・「無法国家」の小国 北朝鮮に 超大国が翻弄されるという現実だ!

・三条 健です。
・「北朝鮮の高度のウラン濃縮施設の公表は、極めて深刻な事態を意味する。米国や国際社会を油断させ、時間を稼いで、その間に秘密の核兵器を開発しようとする北朝鮮の真の意図」を再度、確認した。
・ウラン濃縮は核兵器の開発に直結しているから、日本にとってより脅威なのは北朝鮮のウラン濃縮新施設だ! 
・「無法国家」の小国 北朝鮮に 超大国が翻弄されるという現実だ!
日本がこれまでよりも独自の政策や対応を考えねばならない局面が生まれてくる。


〜〜〜関連情報<参考>〜〜〜
日本にとって危険なのは北朝鮮の砲撃よりもウラン濃縮だ!!
古森義久
2010.11.25 Thursday

 北朝鮮の軍事冒険的な挑発行動が東アジアに危機のような状況を生み出しました。しかし日本にとってより脅威なのは北朝鮮のウラン濃縮新施設の公表です。 ウラン濃縮は核兵器の開発に直結しているからです。
 この北朝鮮のウラン濃縮に悩んでいるのはアメリカも同様です。オバマ政権は激しく揺さぶられました。「無法国家」の小国に超大国が翻弄されるという現実なのです。
 そのへんの実情を記事にしました。日本ビジネスプレスの私の連載「国際激流と日本」からです。

 北朝鮮が秘密裏に最新のウラン濃縮施設を建設していたというニュースは、オバマ政権に衝撃を与えた。11月21日、オバマ政権の北朝鮮担当特別代表のスティーブン・ボズワース氏が直ちにアジアに急派されたことからも、同政権のあわてぶりが分かる。
 このウラン濃縮は言うまでもなく核兵器の製造につながる危険を有するのだが、米国は北朝鮮核武装を阻止するための6カ国協議では、もっぱらプルトニウムに議論の矛先を絞ってきた。
 核兵器にはプルトニウム爆弾とウラン爆弾の2種類の製造方法があるのに対し、米国は前者だけを見てきたのだ。  だから、この突然のウラン濃縮施設の露呈には大きなショックを受ける形となった。
 この結果、オバマ政権の北朝鮮核問題への対応はさらなる後退を余儀なくされた。オバマ政権の「失敗」だとさえ言えるだろう。
 そうなると、日本がこれまでよりも独自の政策や対応を考えねばならない局面が生まれてくることとなる。

ヘッカー氏の報告を受けてオバマ政権は大騒ぎに

 北朝鮮は11月12日に、自国を訪問中の米国核開発分野の専門家、ジークフリード・ヘッカー氏を、従来から核施設のあった寧辺地区に招き、最新のウラン濃縮施設を見せたという。

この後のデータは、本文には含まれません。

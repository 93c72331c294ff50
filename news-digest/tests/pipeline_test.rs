mod common;

use axum::extract::Path;
use axum::http::header;
use axum::routing::{get, post};
use axum::{Json, Router};
use common::{
    article_page, init_tracing, rss_document, spawn_app, test_fetch_config, test_fetcher, test_summarizer_config,
    EchoSummarizer, RssItem,
};
use news_digest::summarizer::{ChatSummarizer, MISSING_API_KEY};
use news_digest::{DigestCollector, FeedProcessor, FeedTable, PacingConfig, TopicFeeds};
use serde_json::json;
use std::time::Duration;

const CHAT_PATH: &str = "/v1/chat/completions";

fn xml(body: String) -> ([(header::HeaderName, &'static str); 1], String) {
    ([(header::CONTENT_TYPE, "application/rss+xml; charset=utf-8")], body)
}

fn linked_items(base: &str, prefix: &str, count: usize) -> Vec<RssItem> {
    (1..=count)
        .map(|n| RssItem {
            title: format!("Story {n}"),
            link: Some(format!("{base}/{prefix}/{n}")),
            description: String::new(),
        })
        .collect()
}

/// Local news site: a healthy feed, a feed whose pages are gone, a feed with
/// no links, a broken feed and a chat completions endpoint.
async fn spawn_news_site() -> String {
    spawn_app(|base| {
        let healthy = rss_document(&linked_items(&base, "articles", 5));
        let dead = rss_document(&linked_items(&base, "missing", 3));
        let unlinked = rss_document(&[
            RssItem {
                title: "Depot drill".to_string(),
                link: None,
                description: "<p>Firefighters ran a <b>night drill</b> at the metro depot.</p>".to_string(),
            },
            RssItem {
                title: "Nothing to say".to_string(),
                link: None,
                description: String::new(),
            },
        ]);

        Router::new()
            .route("/feed.xml", get(move || async move { xml(healthy) }))
            .route("/dead.xml", get(move || async move { xml(dead) }))
            .route("/unlinked.xml", get(move || async move { xml(unlinked) }))
            .route("/broken.xml", get(|| async { "<html><body>Service moved</body></html>" }))
            .route(
                "/articles/:id",
                get(|Path(id): Path<usize>| async move {
                    ([(header::CONTENT_TYPE, "text/html; charset=utf-8")], article_page(id))
                }),
            )
            .route(
                CHAT_PATH,
                post(|| async {
                    Json(json!({
                        "choices": [{ "message": { "content": "Two sentence synopsis. Nothing more." } }]
                    }))
                }),
            )
    })
    .await
}

#[tokio::test]
async fn test_healthy_feed_is_fully_summarized() {
    init_tracing();
    let base = spawn_news_site().await;

    let fetcher = test_fetcher(test_fetch_config());
    let summarizer =
        ChatSummarizer::new(test_summarizer_config(&format!("{}{}", base, CHAT_PATH), Some("test-key"))).unwrap();
    let processor = FeedProcessor::new(&fetcher, &summarizer, PacingConfig::none());

    let articles = processor.process(&format!("{}/feed.xml", base), "MRT", 3).await;

    assert_eq!(articles.len(), 3);
    for (i, article) in articles.iter().enumerate() {
        assert_eq!(article.title, format!("Story {}", i + 1));
        assert_eq!(article.link, format!("{}/articles/{}", base, i + 1));
        assert_eq!(article.summary, "Two sentence synopsis. Nothing more.");
        assert!(!article.has_placeholder_summary());
        assert!(article.content_length > 100);
        assert!(!article.published.is_empty());
    }
}

#[tokio::test]
async fn test_unreachable_pages_without_descriptions_yield_nothing() {
    init_tracing();
    let base = spawn_news_site().await;

    let fetcher = test_fetcher(test_fetch_config());
    let processor = FeedProcessor::new(&fetcher, &EchoSummarizer, PacingConfig::none());

    let articles = processor.process(&format!("{}/dead.xml", base), "PCCC", 3).await;
    assert!(articles.is_empty());
}

#[tokio::test]
async fn test_malformed_feed_yields_nothing() {
    init_tracing();
    let base = spawn_news_site().await;

    let fetcher = test_fetcher(test_fetch_config());
    let processor = FeedProcessor::new(&fetcher, &EchoSummarizer, PacingConfig::none());

    let articles = processor.process(&format!("{}/broken.xml", base), "LNG", 3).await;
    assert!(articles.is_empty());

    let articles = processor.process_document(b"<rss><channel><item>", "LNG", 3).await;
    assert!(articles.is_empty());
}

#[tokio::test]
async fn test_unreachable_feed_yields_nothing() {
    init_tracing();
    let base = spawn_news_site().await;

    let fetcher = test_fetcher(test_fetch_config());
    let processor = FeedProcessor::new(&fetcher, &EchoSummarizer, PacingConfig::none());

    let articles = processor.process(&format!("{}/no-such-feed.xml", base), "LNG", 3).await;
    assert!(articles.is_empty());
}

#[tokio::test]
async fn test_missing_api_key_keeps_articles_with_placeholder() {
    init_tracing();
    let base = spawn_news_site().await;

    let fetcher = test_fetcher(test_fetch_config());
    let summarizer = ChatSummarizer::new(test_summarizer_config(&format!("{}{}", base, CHAT_PATH), None)).unwrap();
    let processor = FeedProcessor::new(&fetcher, &summarizer, PacingConfig::none());

    let articles = processor.process(&format!("{}/feed.xml", base), "MRT", 3).await;

    assert_eq!(articles.len(), 3);
    for article in &articles {
        assert_eq!(article.summary, MISSING_API_KEY);
        assert!(article.has_placeholder_summary());
        assert!(article.content_length > 100);
    }
}

#[tokio::test]
async fn test_feed_description_used_without_link() {
    init_tracing();
    let base = spawn_news_site().await;

    let fetcher = test_fetcher(test_fetch_config());
    let processor = FeedProcessor::new(&fetcher, &EchoSummarizer, PacingConfig::none());

    let articles = processor.process(&format!("{}/unlinked.xml", base), "PCCC", 5).await;

    // The second entry has neither a link nor any text and is dropped
    assert_eq!(articles.len(), 1);
    let expected = "Firefighters ran a night drill at the metro depot.";
    assert_eq!(articles[0].title, "Depot drill");
    assert_eq!(articles[0].link, "");
    assert_eq!(articles[0].content_length, expected.chars().count());
    assert_eq!(articles[0].summary, format!("Depot drill: {} characters", expected.chars().count()));
}

#[tokio::test]
async fn test_max_articles_limits_entries() {
    init_tracing();
    let base = spawn_news_site().await;

    let fetcher = test_fetcher(test_fetch_config());
    let processor = FeedProcessor::new(&fetcher, &EchoSummarizer, PacingConfig::none());

    let articles = processor.process(&format!("{}/feed.xml", base), "MRT", 2).await;
    assert_eq!(articles.len(), 2);

    let articles = processor.process(&format!("{}/feed.xml", base), "MRT", 10).await;
    assert_eq!(articles.len(), 5);

    let articles = processor.process(&format!("{}/feed.xml", base), "MRT", 0).await;
    assert!(articles.is_empty());
}

#[tokio::test]
async fn test_pacing_between_entries() {
    init_tracing();
    let base = spawn_news_site().await;

    let fetcher = test_fetcher(test_fetch_config());
    let pacing = PacingConfig {
        between_entries: Duration::from_millis(100),
        between_feeds: Duration::ZERO,
    };
    let processor = FeedProcessor::new(&fetcher, &EchoSummarizer, pacing);

    let started = std::time::Instant::now();
    let articles = processor.process(&format!("{}/feed.xml", base), "MRT", 3).await;

    assert_eq!(articles.len(), 3);
    // Two pauses: none after the last entry
    assert!(started.elapsed() >= Duration::from_millis(200));
}

#[tokio::test]
async fn test_collector_keeps_topic_order_and_empty_topics() {
    init_tracing();
    let base = spawn_news_site().await;

    let table = FeedTable::new(vec![
        TopicFeeds {
            topic: "PCCC".to_string(),
            urls: vec![format!("{}/feed.xml", base), format!("{}/unlinked.xml", base)],
        },
        TopicFeeds {
            topic: "LNG".to_string(),
            urls: vec![format!("{}/broken.xml", base), format!("{}/dead.xml", base)],
        },
        TopicFeeds {
            topic: "MRT".to_string(),
            urls: vec![format!("{}/feed.xml", base)],
        },
    ])
    .unwrap();

    let fetcher = test_fetcher(test_fetch_config());
    let processor = FeedProcessor::new(&fetcher, &EchoSummarizer, PacingConfig::none());
    let collector = DigestCollector::new(processor, 2, Duration::ZERO);

    let (report, stats) = collector.collect_with_stats(&table).await;

    assert_eq!(report.topics.topic_names(), vec!["PCCC", "LNG", "MRT"]);
    assert_eq!(report.topics.articles("PCCC").unwrap().len(), 3);
    assert_eq!(report.topics.articles("LNG").unwrap().len(), 0);
    assert_eq!(report.topics.articles("MRT").unwrap().len(), 2);

    let sum: usize = report.topics.iter().map(|t| t.articles.len()).sum();
    assert_eq!(report.total(), sum);
    assert_eq!(report.total(), 5);

    assert_eq!(stats.feeds_attempted, 5);
    assert_eq!(stats.feeds_with_articles, 3);
    assert_eq!(stats.articles, 5);
    assert_eq!(stats.placeholder_summaries, 0);

    // Articles from the first feed come before those of the second
    let pccc = report.topics.articles("PCCC").unwrap();
    assert_eq!(pccc[0].title, "Story 1");
    assert_eq!(pccc[1].title, "Story 2");
    assert_eq!(pccc[2].title, "Depot drill");
}

#[tokio::test]
async fn test_collector_all_feeds_failing_gives_empty_report() {
    init_tracing();
    let base = spawn_news_site().await;

    let table = FeedTable::new(vec![TopicFeeds {
        topic: "LNG".to_string(),
        urls: vec![format!("{}/broken.xml", base)],
    }])
    .unwrap();

    let fetcher = test_fetcher(test_fetch_config());
    let processor = FeedProcessor::new(&fetcher, &EchoSummarizer, PacingConfig::none());
    let report = DigestCollector::new(processor, 3, Duration::ZERO).collect(&table).await;

    assert!(report.is_empty());
    assert_eq!(report.topics.len(), 1);
}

 北朝鮮側の説明では、濃縮のための遠心分離機は2000基がすでに稼働しているという。これが3000基ほどに達すると、軍事用の高濃縮ウランができるようになるとされる。
 驚いたヘッカー氏は米国に戻ると、すぐにオバマ政権に施設の状況を報告した。北朝鮮はもちろんオバマ政権に伝えるつもりでヘッカー氏に施設を見せたのだろう。
 もっともオバマ政権側も北朝鮮がウランの濃縮に着手しているらしいという情報はつかんでいた。政府当局者がその旨を語っている。
 だが、ここまでの最新のウラン濃縮施設がほぼ完成していたとは知らなかったようだ。だから政権内外は大騒ぎとなった。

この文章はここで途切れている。